Sefik Evren ErdenerGülce KüreliTurgay Dalkara
Published in: Neurophotonics (2022)
Significance: Whether or not capillary pericytes contribute to blood flow regulation in the brain and retina has long been debated. This was partly caused by failure of detecting the contractile protein α -smooth muscle actin ( α -SMA) in capillary pericytes. Aim: The aim of this review is to summarize recent developments in detecting α -SMA and contractility in capillary pericytes and the relevant literature on the biology of actin filaments.
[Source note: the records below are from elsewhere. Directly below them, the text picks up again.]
//! Service catalog, selection and failure policy.
//!
//! The catalog is a static table: every supported service, the order it is
//! aggregated in, whether its listing failure aborts an inventory run, and
//! where it sits in the verification probe order.

use std::collections::{BTreeMap, BTreeSet};

use serde::{Deserialize, Serialize};
use strum::{Display, EnumString, IntoStaticStr};

/// A cloud capability area with its own client and listing semantics.
///
/// Declaration order is catalog order; `Ord` follows it, so ordered
/// collections keyed by `Service` iterate in aggregation order.
#[derive(
    Debug,
    Clone,
    Copy,
    PartialEq,
    Eq,
    PartialOrd,
    Ord,
    Hash,
    Serialize,
    Deserialize,
    Display,
    EnumString,
    IntoStaticStr,
)]
#[serde(rename_all = "kebab-case")]
#[strum(serialize_all = "kebab-case")]
pub enum Service {
    /// Managed DNS zones and their record sets
    Dns,
    /// Kubernetes cluster control planes
    Gke,
    /// Virtual machine instances
    Compute,
    /// Object storage buckets
    #[serde(rename = "s3")]
    #[strum(serialize = "s3")]
    Storage,
    /// Serverless functions
    CloudFunction,
    /// Managed containers
    CloudRun,
}

/// Whether a service's listing failure aborts the whole inventory run.
#[derive(Debug, Clone, Copy, PartialEq, Eq, Serialize, Deserialize, Display, EnumString)]
#[serde(rename_all = "kebab-case")]
#[strum(serialize_all = "kebab-case")]
pub enum Criticality {
    Critical,
    BestEffort,
}

/// Static description of one catalog entry.
#[derive(Debug, Clone, Copy, PartialEq, Eq)]
pub struct ServiceDescriptor {
    pub service: Service,
    pub criticality: Criticality,
    /// Position in the verification probe order, `None` if never probed
    pub probe_rank: Option<u8>,
    pub description: &'static str,
}

/// The supported service catalog, in aggregation order.
pub const CATALOG: [ServiceDescriptor; 6] = [
    ServiceDescriptor {
        service: Service::Dns,
        criticality: Criticality::Critical,
        probe_rank: Some(1),
        description: "Managed DNS zones and record sets",
    },
    ServiceDescriptor {
        service: Service::Gke,
        criticality: Criticality::BestEffort,
        probe_rank: None,
        description: "Kubernetes cluster endpoints",
    },
    ServiceDescriptor {
        service: Service::Compute,
        criticality: Criticality::Critical,
        probe_rank: Some(0),
        description: "Virtual machine instances",
    },
    ServiceDescriptor {
        service: Service::Storage,
        criticality: Criticality::Critical,
        probe_rank: Some(2),
        description: "Object storage buckets",
    },
    ServiceDescriptor {
        service: Service::CloudFunction,
        criticality: Criticality::Critical,
        probe_rank: Some(3),
        description: "Serverless functions with HTTPS triggers",
    },
    ServiceDescriptor {
        service: Service::CloudRun,
        criticality: Criticality::Critical,
        probe_rank: Some(4),
        description: "Managed container services",
    },
];

impl Service {
    /// Every catalog service, in catalog order.
    pub fn all() -> impl Iterator<Item = Service> {
        CATALOG.iter().map(|d| d.service)
    }

    pub fn descriptor(self) -> &'static ServiceDescriptor {
        // CATALOG is indexed by declaration order
        &CATALOG[self as usize]
    }

    pub fn as_str(self) -> &'static str {
        self.into()
    }

    /// Services that can be probed during verification, highest priority first.
    pub fn probe_order() -> Vec<Service> {
        let mut ranked: Vec<_> = CATALOG
            .iter()
            .filter_map(|d| d.probe_rank.map(|rank| (rank, d.service)))
            .collect();
        ranked.sort_by_key(|(rank, _)| *rank);
        ranked.into_iter().map(|(_, service)| service).collect()
    }
}

/// The set of services active for one provider instance.
///
/// Never empty: a request that names no known service selects the whole
/// catalog.
#[derive(Debug, Clone, PartialEq, Eq)]
pub struct ServiceSelection(BTreeSet<Service>);

impl ServiceSelection {
    /// Intersect the requested tokens with the catalog.
    ///
    /// Tokens are trimmed; unknown tokens are dropped. An empty
    /// intersection yields the full catalog.
    pub fn resolve<I, S>(requested: I) -> Self
    where
        I: IntoIterator<Item = S>,
        S: AsRef<str>,
    {
        let services: BTreeSet<Service> = requested
            .into_iter()
            .filter_map(|token| token.as_ref().trim().parse().ok())
            .collect();

        if services.is_empty() {
            Self::all()
        } else {
            Self(services)
        }
    }

    /// Resolve a comma-separated option value.
    pub fn from_option(value: Option<&str>) -> Self {
        Self::resolve(value.unwrap_or_default().split(','))
    }

    pub fn all() -> Self {
        Self(Service::all().collect())
    }

    pub fn contains(&self, service: Service) -> bool {
        self.0.contains(&service)
    }

    /// Selected services in catalog order.
    pub fn iter(&self) -> impl Iterator<Item = Service> + '_ {
        self.0.iter().copied()
    }

    pub fn len(&self) -> usize {
        self.0.len()
    }

    pub fn is_empty(&self) -> bool {
        self.0.is_empty()
    }

    pub fn names(&self) -> Vec<String> {
        self.iter().map(|s| s.to_string()).collect()
    }
}

/// Per-service failure classification used by the aggregator.
#[derive(Debug, Clone, PartialEq, Eq)]
pub struct ServicePolicy(BTreeMap<Service, Criticality>);

impl Default for ServicePolicy {
    fn default() -> Self {
        Self(CATALOG.iter().map(|d| (d.service, d.criticality)).collect())
    }
}

impl ServicePolicy {
    /// Listed services become best-effort, every other service critical.
    pub fn with_best_effort<I>(services: I) -> Self
    where
        I: IntoIterator<Item = Service>,
    {
        let mut policy = Self(
            Service::all()
                .map(|service| (service, Criticality::Critical))
                .collect(),
        );
        for service in services {
            policy.set(service, Criticality::BestEffort);
        }
        policy
    }

    /// Build from a comma-separated `best_effort_services` option value.
    ///
    /// Falls back to the catalog defaults when the value is absent or names
    /// no known service.
    pub fn from_option(value: Option<&str>) -> Self {
        let listed: Vec<Service> = value
            .unwrap_or_default()
            .split(',')
            .filter_map(|token| token.trim().parse().ok())
            .collect();

        if listed.is_empty() {
            Self::default()
        } else {
            Self::with_best_effort(listed)
        }
    }

    pub fn set(&mut self, service: Service, criticality: Criticality) {
        self.0.insert(service, criticality);
    }

    pub fn criticality(&self, service: Service) -> Criticality {
        self.0
            .get(&service)
            .copied()
            .unwrap_or(service.descriptor().criticality)
    }

    pub fn is_critical(&self, service: Service) -> bool {
        self.criticality(service) == Criticality::Critical
    }
}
Results: Evidence suggests that for visualization of the small amounts of α -SMA in downstream mid-capillary pericytes, actin depolymerization must be prevented during tissue processing. Actin filaments turnover is mainly based on de/re-polymerization rather than transcription of the monomeric form, hence, small amounts of α -SMA mRNA may evade detection by transcriptomic studies. Similarly, transgenic mice expressing fluorescent reporters under the α -SMA promoter may yield low fluorescence due to limited transcriptional activity in mid-capillary pericytes. Recent studies show that pericytes including mid-capillary ones express several actin isoforms and myosin heavy chain type 11, the partner of α -SMA in mediating contraction. Emerging evidence also suggests that actin polymerization in pericytes may have a role in regulating the tone of downstream capillaries. Conclusions: With guidance of actin biology, innovative labeling and imaging techniques can reveal the molecular machinery of contraction in pericytes.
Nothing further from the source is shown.